Oh, modularity is a wonderful thing — done right it makes impossible projects possible and keeps developers sane. But ANY good thing can be taken too far, which is what I think is happening with some of the new MS technologies.
Or heck, perhaps the current developer climate is to blame. It used to be usenet was full of folks asking, "how do I code this…?" but now you’re more likely to see, "where can I download something that…?" It’s a consumer mindset, baby! Developers no longer WRITE software, they piece precoded bits together and the only code they write is the glue that holds it all together.
Ask Timmy to sort the contents of a list and he’ll look for the .Sort method, and freak out if there isn’t one. I swear, I have actually seen this happen with my own eyes.
Keep adding rarely used methods because nobody wants to code around them, and soon your widget is pushing a megabyte and takes 2 seconds to initialize per instance. Oh sure, it plays MP3 files and has a cool skinning engine, but where’s the international support? *sob*
So I refuse to answer your question on the grounds it may cause me to stop using modular technology and break out MASM 6…
"I think Microsoft’s next push will be to store snippets of XML code within registry keys."
That made me spew coffee on my monitor.
You better hope I didn’t short it out!
And granted, If I’m working in an in-house IT shop, slapping a web page together with separate little controls is likely the quickest way to get to "done", so I’d probably go with that.
But I focus exclusively on commercial software offerings, so I’m always looking for ways to leverage my work as much as possible, and to avoid creating any more code than I have to, even if it’s just rote cut and paste stuff.

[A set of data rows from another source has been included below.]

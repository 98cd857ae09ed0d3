// SPDX-FileCopyrightText: 2026 Quill Contributors
// SPDX-License-Identifier: MIT OR Apache-2.0

//! HTTP wire types shared by the gateway and its clients.

use serde::{Deserialize, Serialize};

/// Header carrying the client-chosen idempotency key on submission.
pub const IDEMPOTENCY_KEY_HEADER: &str = "idempotency-key";

/// SSE event name used when an event stream fails before its terminal event.
pub const STREAM_ERROR_EVENT: &str = "stream_error";

/// Body of `POST /v1/requests`.
#[derive(Debug, Clone, PartialEq, Eq, Serialize, Deserialize)]
pub struct SubmitBody {
    pub thread_id: String,
    pub content: String,
}

/// Response of `POST /v1/requests`.
#[derive(Debug, Clone, PartialEq, Eq, Serialize, Deserialize)]
pub struct SubmitResponse {
    pub request_id: String,
    pub provisional_message_id: String,
    pub triggering_message_id: String,
    /// False when the key matched an earlier submission.
    pub created: bool,
}

/// Body of `POST /v1/tool-calls/{id}/reject`.
#[derive(Debug, Clone, Default, PartialEq, Eq, Serialize, Deserialize)]
pub struct RejectBody {
    #[serde(default)]
    pub reason: Option<String>,
}

/// Error body returned for every non-2xx response.
#[derive(Debug, Clone, PartialEq, Eq, Serialize, Deserialize)]
pub struct ErrorResponse {
    pub error: String,
    /// Stable machine-readable code, see `QuillError::code`.
    pub code: String,
}

#[derive(Debug, Clone, PartialEq, Eq, Serialize, Deserialize)]
pub struct HealthResponse {
    pub status: String,
    pub version: String,
    pub uptime_secs: u64,
}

What’s becoming strange, though, is with a web app, how do you categorize the back end? Is it traditional IT work (since it generally never leaves servers under your control) or is it commercial work (since it’s consumed by a mass market, not just your inhouse employees)?
As for the "monster widget", from what I’ve seen so far, the init times seem to be completely manageable, no matter how big the widget gets. I may be just missing something, though.
I remember some pretty monster OCX controls that could load with no more speed issues than the built in VB controls.
I know what you mean about the cut and paste mentality, though. There was a time when code samples and snippets were pretty few and far between.
Now, though, damn near anything you need is posted somewhere, it’s just a matter of finding it. And that’s both fantastic and a little disconcerting.
I’m guilty of the mega-OCX crime myself. I have one favored tool in my box that started life as an alternative to the VB combo, but has picked up two additional unrelated user controls along the way. It’s soooo simple to just plop that bad boy into a new project and have my favorite things ready to go.
It’s ~350K, but the way I understand it, the footprint is a one-time penalty, no matter how many times it’s invoked. And you are correct: it doesn’t seem to take any longer to initialize than the not-so-huge combo-only version of my toy. Maybe modern hardware is picking up the slack?